A day of dread so I was watching the news on TV. In the end the judgment conceded it. No temple was demolished to build the mosque. Muslims prayed for centuries inside it. Someone placed Ram Lalla illegally inside, and someone demolished the monument in violation of the rule of law.
And yet.
Since Indians are undergoing another Partition, of the mind this time, I was worried about violence being performed by the Hindu fundamentalist groups who now control the state. I believe that the many fellow Indians who voted them into place, were more worried about violence from the Muslim fundamentalist side.
Was it very long ago that we conceded the Theory of Two Nations to wealthy fundamentalists? Under totalitarianism it will be much more difficult to extricate ourselves this time.
“Those who supported us are ours. Those who opposed us are also ours,” so said Dear Leader in his victory speech.
So it made me sick on that day of dread, the morning of the verdict, to see a journalist reporting from Faizabad-versus-Ayodhya, jalebi in hand. He saw no harm in reporting live from the town while popping jalebis.
“Enjoy your jalebi,” the anchor told him indulgently.
As Nina Simone said “The media is real. It lives.” It does and it’s unnerving. You see real people perform media caricatures in front of you, and live and vote accordingly. You sense the depth of responsibility.
The duo, I have since learnt, were Vishnu Som and Alok Pandey of NDTV. They are indignant that this pre-verdict televised on-the-ground shucking of sweets should be seen as partial or celebratory.
Som tweets that Pandey “ate a jalebi on air to explain how life seemed normal in Ayodhya way before the judgement was delivered.
It was a lovely television moment and captured the mood of the area he was in.”
But Pandey participated in this mood, rather than simply reporting it. He played a part in it for the public, as a journalist, live on air.
Perhaps he was able to partially capture a mood, of some people in a place at a time. But he chose to model this fragment. He chose to represent this mood, rather than reporting it.
We know that mood can’t have been the whole story. Many other reports emerged from the town that day. It probably wasn’t even the mood of any majority to distribute jalebis and consume them in public, before or after the inevitable verdict.
We risk not knowing this, because at that moment in the 24-hour news making machine, Pandey was unwilling or unable to report the truth from a decent distance. He couldn’t or wouldn’t simply report what ordinary people over there were thinking.
Instead, Pandey and Som chose to construct an effect. They tried to create the illusion that it was normal and reasonable to distribute and consume jalebis in public, in preparation for a court verdict upon the aftermath of a terrorist act.
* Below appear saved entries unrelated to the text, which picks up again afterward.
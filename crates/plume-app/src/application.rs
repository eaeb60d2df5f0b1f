//! The application: registered services, application-wide hooks and the
//! event bus.

use std::sync::{Arc, RwLock};
use std::time::Duration;

use dashmap::DashMap;
use plume_core::{EventBroadcaster, Result, ServiceError};
use plume_hooks::{ChainRunner, HookMap, HookRegistry, Pipeline};
use plume_service::{Service, ServiceHandle, ServiceHost};
use tracing::{debug, info};

use crate::config::AppConfig;
use crate::hooked::{HookedService, normalize_path};
use crate::observability;

pub(crate) struct AppInner {
    services: DashMap<String, Arc<HookedService>>,
    order: RwLock<Vec<String>>,
    pub(crate) hooks: HookRegistry,
    pub(crate) broadcaster: Arc<EventBroadcaster>,
    pub(crate) pipeline: Pipeline,
    config: AppConfig,
}

impl AppInner {
    fn service(&self, path: &str) -> Result<Arc<HookedService>> {
        let path = normalize_path(path);
        self.services
            .get(&path)
            .map(|entry| entry.value().clone())
            .ok_or_else(|| ServiceError::not_found(format!("Can not find service '{path}'")))
    }
}

impl ServiceHost for AppInner {
    fn lookup(&self, path: &str) -> Result<Arc<dyn ServiceHandle>> {
        let service: Arc<dyn ServiceHandle> = self.service(path)?;
        Ok(service)
    }
}

/// A Plume application.
///
/// Cloning is cheap and every clone refers to the same application.
#[derive(Clone)]
pub struct Application {
    inner: Arc<AppInner>,
}

impl Application {
    pub fn new() -> Self {
        Self::with_config(AppConfig::default())
    }

    /// Build an application from `config`, applying its logging level.
    pub fn with_config(config: AppConfig) -> Self {
        observability::init_tracing_from_config(&config.logging);
        let runner = ChainRunner::new()
            .with_slow_hook_warning(Duration::from_millis(config.pipeline.slow_hook_warn_ms));
        let inner = AppInner {
            services: DashMap::new(),
            order: RwLock::new(Vec::new()),
            hooks: HookRegistry::new(),
            broadcaster: Arc::new(EventBroadcaster::with_capacity(
                config.events.channel_capacity,
            )),
            pipeline: Pipeline::new(runner),
            config,
        };
        Self {
            inner: Arc::new(inner),
        }
    }

    pub fn config(&self) -> &AppConfig {
        &self.inner.config
    }

    /// Register `service` at `path`, replacing any service already there.
    ///
    /// # Errors
    ///
    /// Fails when the service implements none of the standard methods.
    pub fn use_service<S: Service>(&self, path: &str, service: S) -> Result<Arc<HookedService>> {
        self.use_arc(path, Arc::new(service))
    }

    pub fn use_arc(&self, path: &str, service: Arc<dyn Service>) -> Result<Arc<HookedService>> {
        let hooked = Arc::new(HookedService::from_arc(path, service)?);
        Ok(self.use_hooked(hooked))
    }

    /// Register a service that is already wrapped. Its hooks and listeners are
    /// kept as they are; registering the same wrapper again changes nothing.
    pub fn use_hooked(&self, hooked: Arc<HookedService>) -> Arc<HookedService> {
        let path = hooked.path().to_string();
        if let Some(existing) = self.inner.services.get(&path) {
            if Arc::ptr_eq(existing.value(), &hooked) {
                debug!(path = %path, "Service already registered");
                return hooked;
            }
        }

        hooked.attach(&self.inner);
        let replaced = self
            .inner
            .services
            .insert(path.clone(), hooked.clone())
            .is_some();
        if !replaced {
            self.inner
                .order
                .write()
                .unwrap_or_else(|e| e.into_inner())
                .push(path.clone());
        }
        info!(path = %path, replaced, "Registered service");
        hooked
    }

    /// # Errors
    ///
    /// Returns a `NotFound` error if no service is registered at `path`.
    pub fn service(&self, path: &str) -> Result<Arc<HookedService>> {
        self.inner.service(path)
    }

    /// Registered paths in registration order.
    pub fn paths(&self) -> Vec<String> {
        self.inner
            .order
            .read()
            .unwrap_or_else(|e| e.into_inner())
            .clone()
    }

    /// Register hooks that run for every service.
    pub fn hooks(&self, map: HookMap) -> Result<&Self> {
        self.inner.hooks.hooks(map)?;
        Ok(self)
    }

    pub fn registry(&self) -> &HookRegistry {
        &self.inner.hooks
    }

    /// Bus on which every service event is republished.
    pub fn broadcaster(&self) -> Arc<EventBroadcaster> {
        self.inner.broadcaster.clone()
    }

    /// Run each service's `setup` once, in registration order.
    pub async fn setup(&self) -> Result<()> {
        for path in self.paths() {
            let service = self.inner.service(&path)?;
            service.setup(self.inner.as_ref()).await?;
            debug!(path = %path, "Service set up");
        }
        info!(services = self.inner.services.len(), "Application set up");
        Ok(())
    }
}

impl Default for Application {
    fn default() -> Self {
        Self::new()
    }
}

impl ServiceHost for Application {
    fn lookup(&self, path: &str) -> Result<Arc<dyn ServiceHandle>> {
        self.inner.lookup(path)
    }
}

impl std::fmt::Debug for Application {
    fn fmt(&self, f: &mut std::fmt::Formatter<'_>) -> std::fmt::Result {
        f.debug_struct("Application")
            .field("services", &self.paths())
            .field("hooks", &self.inner.hooks)
            .field("config", &self.inner.config)
            .finish()
    }
}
Som’s tweet that this “captured the mood of the area” tries to sustain this effect. It wants to freeze the illusion, so all the questioners, dissenters and others outside “the mood of the area” will appear unreasonable, implacable, churlish, troublemakers. The usual cockroaches, engaged in disturbing the jalebi’s peaceful society.
Who chose the time and the area? Who assigned it a singular mood? Who decided to embed themselves in it?
Som leaves these questions begging and retreats into a shell, mangratulating himself sternly. “There was neither any celebration nor any sadness in reporting any aspect of the judgement by anyone on NDTV through the day. I anchored 9 odd hours that day and want to be clear on this. Thanks.”
In a more open minded response, Alok Pandey tweets that since the verdict wasn’t out yet, it’s unfair to accuse any jalebi eating journalist of celebrating it. Whether it’s par for the course, he adds, “is a different issue and debate.”
I felt sick watching the scene, so I hope that “difference” issue keeps being debated.
Sometimes one almost prefers the Yogis and Modis to the Vajpayees or the Nehru-Gandhis, the bold and clear Republics to the NDTVs and Indias Today.
But as the march of uncles creeps on, and they build a genocidal state, collaring the participation of every institution and every demographic, I know who still has a small chance of wanting to change it.
More than clowns deserve perhaps, I take them very seriously.
They swing by their pockets. They help run the state machine. They have power to make believe. They feed us shit about “normal” in this town or that valley. They rope us into each other’s crimes. Too ignorant or compromised to brook dissent, they rally around the Dear Leader package of the day.
Almost invariably, they are propertied Hindu upper-caste men. And their interests are even narrower.
If Alok Pandey and Vishnu Som cannot see the inappropriateness of what they did, it’s high time they started working to make the newsroom and its product more diverse. The weaker sides of every hierarchy would move the public mind. Show us you mean it.